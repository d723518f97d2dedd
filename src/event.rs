//! Application events for the tao event loop.

use std::sync::Arc;

use global_hotkey::GlobalHotKeyEvent;
use openwhisper_engine::{CaptureOutcome, Deliver, TimerToken};
use parking_lot::Mutex;
use tao::event_loop::EventLoopProxy;
use tracing::debug;
use tray_icon::menu::MenuEvent;

use crate::sidecar::BackendMessage;

/// Events posted to the loop from background threads.
#[derive(Debug, Clone)]
pub enum AppEvent {
    /// A tray menu item was clicked
    Menu(MenuEvent),
    /// A registered global hotkey changed state
    Hotkey(GlobalHotKeyEvent),
    /// A status line from the transcription backend
    Status(String),
    /// A finished transcript from the backend
    Transcript(String),
    /// The backend closed its output
    BackendExited,
    /// A cancel timer fired
    CancelTimer(TimerToken),
    /// A hotkey capture session finished
    HotkeyCaptured(CaptureOutcome),
}

impl From<BackendMessage> for AppEvent {
    fn from(message: BackendMessage) -> Self {
        match message {
            BackendMessage::Status(text) => AppEvent::Status(text),
            BackendMessage::Transcript(text) => AppEvent::Transcript(text),
            BackendMessage::Exited => AppEvent::BackendExited,
        }
    }
}

/// Turns values produced off the loop into [`AppEvent`]s posted on it.
pub fn forward<T: 'static>(proxy: EventLoopProxy<AppEvent>, wrap: fn(T) -> AppEvent) -> Deliver<T> {
    let proxy = Mutex::new(proxy);
    Arc::new(move |value| {
        if proxy.lock().send_event(wrap(value)).is_err() {
            debug!("Event loop closed, dropping event");
        }
    })
}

================

EXERCISE DETAILS: Taking the records above as input, show every line in which the word "text" is present.

EXPECTED OUTPUT:
            BackendMessage::Status(text) => AppEvent::Status(text),
            BackendMessage::Transcript(text) => AppEvent::Transcript(text),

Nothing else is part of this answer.